Byju Raveendran, the founder of collapsed Bengaluru-based edtech giant Byju's, has been sentenced to six months in jail by a Singapore court for contempt, Bloomberg reported on Wednesday, adding yet another front to a legal war that now spans three countries.

The court sentenced Raveendran to six months in jail after he repeatedly failed to comply with asset-disclosure court orders, according to Bloomberg report. The violation dates back to at least April 2024.

The court issued three directives alongside the jail term: Raveendran must surrender himself to authorities immediately, pay legal costs of S$90,000, and submit documents establishing his legal ownership of Beeaar Investco Pte — a corporate entity that holds shares in a related company central to the case.

The case is being pursued by Qatar Holdings, a subsidiary of the Qatar Investment Authority, which had invested in Byju's even as the company was in the throes of financial distress and mass layoffs.

Raveendran's current location is unclear.
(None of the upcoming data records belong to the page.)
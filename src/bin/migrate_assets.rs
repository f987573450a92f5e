//! Upload local public assets to object storage and repoint their rows.
use anyhow::{Context, Result};
use tracing::info;

use centre_migrate::datastore::PgDestination;
use centre_migrate::migrate::driver::{execute_asset_run, DESTINATION_HELP, STORE_HELP};
use centre_migrate::storage::{StorageSettings, SupabaseStorage};
use centre_migrate::util::db::Db;
use centre_migrate::util::env::{
    self, DIRECT_DATABASE_URL, POOLED_DATABASE_URL, PUBLIC_ASSETS_DIR, SUPABASE_SERVICE_ROLE_KEY,
    SUPABASE_URL,
};

#[tokio::main]
async fn main() -> Result<()> {
    env::init_env();
    centre_migrate::logging::init_tracing("info")?;
    env::preflight_check(
        "migrate_assets",
        &[SUPABASE_URL, SUPABASE_SERVICE_ROLE_KEY],
        &[
            POOLED_DATABASE_URL,
            DIRECT_DATABASE_URL,
            SUPABASE_URL,
            SUPABASE_SERVICE_ROLE_KEY,
            PUBLIC_ASSETS_DIR,
        ],
    )
    .context(STORE_HELP)?;

    let settings = StorageSettings::from_env().context(STORE_HELP)?;
    let store = SupabaseStorage::new(&settings).context(STORE_HELP)?;

    let destination = env::destination_db_url().context(DESTINATION_HELP)?;
    let db = Db::connect(&destination, 2).await.context(DESTINATION_HELP)?;
    let dest = PgDestination::new(db);

    let public_root = env::public_assets_dir();
    let summary = execute_asset_run(&dest, &store, &public_root).await?;
    summary.log();
    info!("✅ Asset migration finished");
    Ok(())
}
He is widely believed to be living in Dubai and has not responded to requests for comment on the Singapore ruling. It is not known whether he is in Singapore or whether he will comply with the surrender order.

Global legal siege

The Singapore sentence is merely the latest chapter in an extraordinary series of legal battles Raveendran is fighting — or largely ignoring — across multiple jurisdictions.

In the United States, a Delaware bankruptcy court held Raveendran in civil contempt in July 2025 for defying discovery orders from Byju's Alpha and lender GLAS Trust, and slapped him with a $10,000-per-day fine — a coercive mechanism designed to pressure compliance. Since he remains outside US jurisdiction, the fine has been accruing on paper, with no enforcement possible while he stays abroad.

In November 2025, the same court escalated matters, issuing a $1.07 billion default judgment — $533 million for the alleged diversion of Byju's Alpha funds and $540.6 million tied to a transfer to hedge fund Camshaft — after Raveendran continued to disregard court directives. However, the damages portion of that judgment was reversed in December 2025 on the grounds that the quantum had not been conclusively established. A fresh damages phase was ordered to begin in January 2026, the outcome of which is still awaited.

Associates also in the dock

Vinay Ravindra, a senior executive at Byju's, and Rajendran Vellapalath, a Dubai-based businessman and Raveendran ally, were held in contempt of a US bankruptcy court in January 2025 and faced $25,000-per-day fines each for failing to return assets and answer court-ordered questions. By March 2025, Vellapalath's US legal team had quit the case, leaving him unrepresented — a strong signal that no compliance is forthcoming.

Raveendran hits back

Byju Raveendran has been preparing a $2.5 billion lawsuit against GLAS Trust, EY, and other lenders, alleging they caused reputational and business damage. As of April 2026, some claims have already been filed in Indian courts, while a broader US filing remains in preparation.

From billionaire to fugitive

Just a few years ago, Raveendran was one of India's most celebrated entrepreneurs, having built Byju's into the world's most-valued edtech company with backing from marquee global investors. The company is now in insolvency. Lenders are fighting to recover losses on a $1.2 billion US term loan that went sour, while Raveendran — once worth billions on paper — is today the subject of jail orders, contempt findings, and billion-dollar default judgments across Singapore, the United States, and India.